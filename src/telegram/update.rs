// Telegram update payloads and their conversion into domain events.
//
// Only the fields the moderation pipeline reads are modelled; everything else
// in the Bot API payload is ignored.

use crate::core::moderation::{ChatUser, ForwardOrigin, MessageEvent, MessageKind};
use serde::Deserialize;

#[derive(Debug, Clone, Deserialize)]
pub struct Update {
    pub update_id: i64,
    pub message: Option<Message>,
}

#[derive(Debug, Clone, Deserialize)]
pub struct Message {
    pub message_id: i64,
    pub chat: Chat,
    pub from: Option<User>,
    pub text: Option<String>,
    pub caption: Option<String>,
    pub reply_to_message: Option<Box<Message>>,
    pub forward_origin: Option<MessageOrigin>,
    #[serde(default)]
    pub new_chat_members: Vec<User>,
    pub left_chat_member: Option<User>,
}

#[derive(Debug, Clone, Deserialize)]
pub struct Chat {
    pub id: i64,
    pub title: Option<String>,
}

#[derive(Debug, Clone, Deserialize)]
pub struct User {
    pub id: i64,
    #[serde(default)]
    pub is_bot: bool,
    pub first_name: String,
    pub username: Option<String>,
}

#[derive(Debug, Clone, Deserialize)]
#[serde(tag = "type", rename_all = "snake_case")]
pub enum MessageOrigin {
    User {
        sender_user: User,
    },
    HiddenUser,
    Chat {
        sender_chat: Chat,
    },
    Channel {
        chat: Chat,
    },
}

impl From<User> for ChatUser {
    fn from(user: User) -> Self {
        ChatUser {
            id: user.id,
            first_name: user.first_name,
            username: user.username,
        }
    }
}

impl From<MessageOrigin> for ForwardOrigin {
    fn from(origin: MessageOrigin) -> Self {
        match origin {
            MessageOrigin::User { sender_user } => ForwardOrigin::User {
                user_id: sender_user.id,
            },
            MessageOrigin::HiddenUser => ForwardOrigin::HiddenUser,
            MessageOrigin::Chat { sender_chat } => ForwardOrigin::Chat {
                chat_id: sender_chat.id,
            },
            MessageOrigin::Channel { chat } => ForwardOrigin::Channel { chat_id: chat.id },
        }
    }
}

impl Message {
    /// Normalize into a `MessageEvent`. Messages without a human sender
    /// (anonymous channel posts, other bots) yield `None`.
    pub fn into_event(self) -> Option<MessageEvent> {
        if self.from.as_ref().map_or(true, |u| u.is_bot) {
            return None;
        }
        self.into_any_event()
    }

    /// Like `into_event` but keeps bot senders; replied-to messages use this.
    fn into_any_event(self) -> Option<MessageEvent> {
        let sender: ChatUser = self.from?.into();

        let kind = if !self.new_chat_members.is_empty() {
            MessageKind::MembersJoined(self.new_chat_members.into_iter().map(Into::into).collect())
        } else if let Some(left) = self.left_chat_member {
            MessageKind::MemberLeft(left.into())
        } else {
            MessageKind::Regular
        };

        Some(MessageEvent {
            message_id: self.message_id,
            chat_id: self.chat.id,
            chat_title: self.chat.title,
            sender,
            text: self.text,
            caption: self.caption,
            reply_to: self
                .reply_to_message
                .and_then(|m| m.into_any_event())
                .map(Box::new),
            forward_origin: self.forward_origin.map(Into::into),
            kind,
        })
    }
}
★ ★ ★ ★
§ **Instructions for the task**
Up to and including the line with "pub struct User", transcribe the entries above exactly, starting from their first line.

§ **Response to this exercise**
filename src/telegram/update.rs
// Telegram update payloads and their conversion into domain events.
//
// Only the fields the moderation pipeline reads are modelled; everything else
// in the Bot API payload is ignored.

use crate::core::moderation::{ChatUser, ForwardOrigin, MessageEvent, MessageKind};
use serde::Deserialize;

#[derive(Debug, Clone, Deserialize)]
pub struct Update {
    pub update_id: i64,
    pub message: Option<Message>,
}

#[derive(Debug, Clone, Deserialize)]
pub struct Message {
    pub message_id: i64,
    pub chat: Chat,
    pub from: Option<User>,
    pub text: Option<String>,
    pub caption: Option<String>,
    pub reply_to_message: Option<Box<Message>>,
    pub forward_origin: Option<MessageOrigin>,
    #[serde(default)]
    pub new_chat_members: Vec<User>,
    pub left_chat_member: Option<User>,
}

#[derive(Debug, Clone, Deserialize)]
pub struct Chat {
    pub id: i64,
    pub title: Option<String>,
}

#[derive(Debug, Clone, Deserialize)]
pub struct User {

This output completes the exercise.